The rapid end to the Green Sahara can only be explained by the way in which the vegetation system responds with its positive feedbacks. Sometimes positive feedbacks can help to stabilize a certain state, and this is what they did during a couple of thousand years (between about 7,000 and 5,000 years ago) when the summer sunlight was stronger, even though the sunlight was declining. But positive feedbacks also tend to reach a sudden breaking point, beyond which they push things in completely the opposite direction. Instead of slamming rainfall up against the top of the scale, they slammed it down against the bottom of the scale. The Sahara reached a point where the vegetation cover could no longer maintain the monsoon rains, even with its darker surface, its roughness and its abundant evaporative leaf area. The sunlight intensity could not quite ensure enough atmospheric upwelling, or enough evaporation, and the rains began to fail. Once they began to fail, the vegetation suffered and died back. And the more it died back, the more the rains failed until within a fewr centuries there was almost no vegetation and almost no rain (Figure 5.7).
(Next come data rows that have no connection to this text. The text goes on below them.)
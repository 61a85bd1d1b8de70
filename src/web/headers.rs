use axum::http::HeaderName;
use headers::{Header, HeaderValue};

static X_FORWARDED_FOR: HeaderName = HeaderName::from_static("x-forwarded-for");

/// `X-Forwarded-For`: the client and proxy chain, client first.
#[derive(Debug, Clone, Eq, PartialEq)]
pub struct XForwardedFor(pub Vec<String>);

impl XForwardedFor {
    /// The originating client as reported by the first proxy.
    pub fn client(&self) -> Option<&str> {
        self.0.first().map(String::as_str)
    }
}

impl Header for XForwardedFor {
    fn name() -> &'static HeaderName {
        &X_FORWARDED_FOR
    }

    fn decode<'i, I>(values: &mut I) -> Result<Self, headers::Error>
    where
        I: Iterator<Item = &'i HeaderValue>,
    {
        let mut addrs = Vec::new();
        for value in values {
            let list = value.to_str().map_err(|_| headers::Error::invalid())?;
            for addr in list.split(',') {
                let addr = addr.trim();
                if addr.is_empty() {
                    continue;
                }
                addrs.push(addr.to_string());
            }
        }

        if addrs.is_empty() {
            return Err(headers::Error::invalid());
        }

        Ok(XForwardedFor(addrs))
    }

    fn encode<E>(&self, values: &mut E)
    where
        E: Extend<HeaderValue>,
    {
        if let Ok(value) = HeaderValue::from_str(&self.0.join(", ")) {
            values.extend(std::iter::once(value));
        }
    }
}

#[cfg(test)]
mod tests {
    use super::*;

    #[test]
    fn test_single_address() {
        let header_value = HeaderValue::from_static("203.0.113.7");
        let mut values = std::iter::once(&header_value);

        let xff = XForwardedFor::decode(&mut values).unwrap();
        assert_eq!(xff.client(), Some("203.0.113.7"));
    }

    #[test]
    fn test_proxy_chain_across_values() {
        let first = HeaderValue::from_static("203.0.113.7, 10.0.0.1");
        let second = HeaderValue::from_static("10.0.0.2");
        let mut values = [&first, &second].into_iter();

        let xff = XForwardedFor::decode(&mut values).unwrap();
        assert_eq!(xff.0, vec!["203.0.113.7", "10.0.0.1", "10.0.0.2"]);
        assert_eq!(xff.client(), Some("203.0.113.7"));
    }

    #[test]
    fn test_empty_header_is_invalid() {
        let header_value = HeaderValue::from_static(" , ");
        let mut values = std::iter::once(&header_value);
        assert!(XForwardedFor::decode(&mut values).is_err());
    }

    #[test]
    fn test_encode_joins_addresses() {
        let xff = XForwardedFor(vec!["a".into(), "b".into()]);
        let mut values = Vec::new();
        xff.encode(&mut values);
        assert_eq!(values, vec![HeaderValue::from_static("a, b")]);
    }
}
A more detailed look at the environmental record of this critical time shows that actually the change from the Green Sahara to the brown Sahara was not a simple one-time flip. Some indicators from inland lakes and from the amount of river water coming down the Nile suggest that changes occurred in an even more sudden, chaotic manner with sudden flips and then reversals in climate each taking only a few dccadcs. It looks like the monsoon rains flickered on and off like a failing striplight; they turned off for a few decades or a century, then back on for a few decades more, and so on, before they eventually failed completely. Some of the vegetation climate models also seem to support this detail of the picture; they predict various metastable states during the transition period that would have flipped amongst themselves rapidly, before eventually settling down into one stable barren and dry state when the summer sunlight had declined sufficiently.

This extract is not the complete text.